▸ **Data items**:
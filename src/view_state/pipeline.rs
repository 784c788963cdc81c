//! Filter and sort stages applied before windowing.
//!
//! Both stages work on row positions rather than rows, so the caller's
//! dataset is never cloned or reordered. The output of [`process`] is the
//! processed dataset expressed as indices into the original rows.

use super::column::{CellValue, Columns};
use serde::{Deserialize, Serialize};
use std::cmp::Ordering;
use std::collections::BTreeMap;

/// Sort order.
#[derive(Debug, Clone, Copy, PartialEq, Eq, Hash, Default, Serialize, Deserialize)]
#[serde(rename_all = "lowercase")]
pub enum SortDirection {
    /// Smallest first.
    #[default]
    Ascending,
    /// Largest first.
    Descending,
}

impl SortDirection {
    /// The opposite direction.
    pub fn reversed(self) -> Self {
        match self {
            Self::Ascending => Self::Descending,
            Self::Descending => Self::Ascending,
        }
    }
}

/// Active sort: a column id and a direction.
#[derive(Debug, Clone, PartialEq, Eq, Hash, Serialize, Deserialize)]
pub struct SortSpec {
    /// Column to order by.
    pub column: String,
    /// Order direction.
    pub direction: SortDirection,
}

impl SortSpec {
    /// Ascending sort on `column`.
    pub fn ascending(column: impl Into<String>) -> Self {
        Self {
            column: column.into(),
            direction: SortDirection::Ascending,
        }
    }

    /// Descending sort on `column`.
    pub fn descending(column: impl Into<String>) -> Self {
        Self {
            column: column.into(),
            direction: SortDirection::Descending,
        }
    }
}

/// Per-column substring filters, combined with AND.
///
/// An empty substring places no constraint and is not stored.
#[derive(Debug, Clone, PartialEq, Eq, Default, Hash, Serialize, Deserialize)]
pub struct FilterSet {
    filters: BTreeMap<String, String>,
}

impl FilterSet {
    /// No filters.
    pub fn new() -> Self {
        Self::default()
    }

    /// Set the filter for `column`. Returns whether the set changed.
    pub fn set(&mut self, column: impl Into<String>, substring: impl Into<String>) -> bool {
        let column = column.into();
        let substring = substring.into();
        if substring.is_empty() {
            return self.filters.remove(&column).is_some();
        }
        self.filters.insert(column, substring.clone()) != Some(substring)
    }

    /// Builder-style [`set`](Self::set).
    pub fn with(mut self, column: impl Into<String>, substring: impl Into<String>) -> Self {
        self.set(column, substring);
        self
    }

    /// Remove the filter for `column`. Returns whether one was present.
    pub fn remove(&mut self, column: &str) -> bool {
        self.filters.remove(column).is_some()
    }

    /// Remove all filters. Returns whether any were present.
    pub fn clear(&mut self) -> bool {
        let had_any = !self.filters.is_empty();
        self.filters.clear();
        had_any
    }

    /// Active substring for `column`.
    pub fn get(&self, column: &str) -> Option<&str> {
        self.filters.get(column).map(String::as_str)
    }

    /// Whether no filters are active.
    pub fn is_empty(&self) -> bool {
        self.filters.is_empty()
    }

    /// Number of active filters.
    pub fn len(&self) -> usize {
        self.filters.len()
    }

    /// Iterate `(column, substring)` in column order.
    pub fn iter(&self) -> impl Iterator<Item = (&str, &str)> {
        self.filters.iter().map(|(c, s)| (c.as_str(), s.as_str()))
    }
}

/// Positions of rows passing every filter, in input order.
///
/// Matching is a case-insensitive substring test on the stringified cell.
/// Filters naming unknown columns are ignored.
pub fn filter_indices<R>(rows: &[R], columns: &Columns<R>, filters: &FilterSet) -> Vec<usize> {
    let active: Vec<_> = filters
        .iter()
        .filter_map(|(id, needle)| columns.get(id).map(|c| (c, needle.to_lowercase())))
        .collect();

    if active.is_empty() {
        return (0..rows.len()).collect();
    }

    rows.iter()
        .enumerate()
        .filter(|(_, row)| {
            active.iter().all(|(column, needle)| {
                column
                    .value(row)
                    .to_string()
                    .to_lowercase()
                    .contains(needle.as_str())
            })
        })
        .map(|(i, _)| i)
        .collect()
}

/// How non-null keys of one sort pass are compared.
#[derive(Debug, Clone, Copy, PartialEq, Eq)]
enum KeyKind {
    Numeric,
    Text,
    Bool,
    Mixed,
}

fn key_kind(keys: &[CellValue]) -> KeyKind {
    let mut kind = None;
    for key in keys {
        let this = match key {
            CellValue::Null => continue,
            CellValue::Int(_) | CellValue::Float(_) => KeyKind::Numeric,
            CellValue::Text(_) => KeyKind::Text,
            CellValue::Bool(_) => KeyKind::Bool,
        };
        match kind {
            None => kind = Some(this),
            Some(k) if k != this => return KeyKind::Mixed,
            Some(_) => {}
        }
    }
    kind.unwrap_or(KeyKind::Mixed)
}

fn compare_present(a: &CellValue, b: &CellValue, kind: KeyKind) -> Ordering {
    match (kind, a, b) {
        (KeyKind::Numeric, CellValue::Int(x), CellValue::Int(y)) => x.cmp(y),
        (KeyKind::Numeric, _, _) => {
            let x = a.as_f64().unwrap_or(f64::NAN);
            let y = b.as_f64().unwrap_or(f64::NAN);
            x.total_cmp(&y)
        }
        (KeyKind::Text, CellValue::Text(x), CellValue::Text(y)) => x.cmp(y),
        (KeyKind::Bool, CellValue::Bool(x), CellValue::Bool(y)) => x.cmp(y),
        _ => a.to_string().cmp(&b.to_string()),
    }
}

/// Order two keys: nulls last in either direction, otherwise `kind`
/// ordering flipped for descending.
fn compare_keys(a: &CellValue, b: &CellValue, kind: KeyKind, direction: SortDirection) -> Ordering {
    match (a.is_null(), b.is_null()) {
        (true, true) => Ordering::Equal,
        (true, false) => Ordering::Greater,
        (false, true) => Ordering::Less,
        (false, false) => {
            let ord = compare_present(a, b, kind);
            match direction {
                SortDirection::Ascending => ord,
                SortDirection::Descending => ord.reverse(),
            }
        }
    }
}

/// Stable in-place sort of `positions` by the column named in `sort`.
///
/// A column whose non-null values are not all of one type is compared by
/// stringified value. Unknown or non-sortable columns leave the order as is.
pub fn sort_indices<R>(rows: &[R], columns: &Columns<R>, positions: &mut Vec<usize>, sort: &SortSpec) {
    let Some(column) = columns.get(&sort.column).filter(|c| c.is_sortable()) else {
        return;
    };

    let mut keyed: Vec<(CellValue, usize)> = positions
        .iter()
        .map(|&i| (column.value(&rows[i]), i))
        .collect();
    let keys: Vec<CellValue> = keyed.iter().map(|(k, _)| k.clone()).collect();
    let kind = key_kind(&keys);

    keyed.sort_by(|(a, _), (b, _)| compare_keys(a, b, kind, sort.direction));
    *positions = keyed.into_iter().map(|(_, i)| i).collect();
}

/// Filter then sort, returning the processed order as row positions.
pub fn process<R>(
    rows: &[R],
    columns: &Columns<R>,
    filters: &FilterSet,
    sort: Option<&SortSpec>,
) -> Vec<usize> {
    let mut positions = filter_indices(rows, columns, filters);
    if let Some(sort) = sort {
        sort_indices(rows, columns, &mut positions, sort);
    }
    positions
}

▸ **YOUR TASK**:
Exactly as written, copy the lines from the one containing "Vec<usize>, sort: &SortSpec)" to the end of the entries, both ends included.

▸ **RESPONSE BELOW**:
pub fn sort_indices<R>(rows: &[R], columns: &Columns<R>, positions: &mut Vec<usize>, sort: &SortSpec) {
    let Some(column) = columns.get(&sort.column).filter(|c| c.is_sortable()) else {
        return;
    };

    let mut keyed: Vec<(CellValue, usize)> = positions
        .iter()
        .map(|&i| (column.value(&rows[i]), i))
        .collect();
    let keys: Vec<CellValue> = keyed.iter().map(|(k, _)| k.clone()).collect();
    let kind = key_kind(&keys);

    keyed.sort_by(|(a, _), (b, _)| compare_keys(a, b, kind, sort.direction));
    *positions = keyed.into_iter().map(|(_, i)| i).collect();
}

/// Filter then sort, returning the processed order as row positions.
pub fn process<R>(
    rows: &[R],
    columns: &Columns<R>,
    filters: &FilterSet,
    sort: Option<&SortSpec>,
) -> Vec<usize> {
    let mut positions = filter_indices(rows, columns, filters);
    if let Some(sort) = sort {
        sort_indices(rows, columns, &mut positions, sort);
    }
    positions
}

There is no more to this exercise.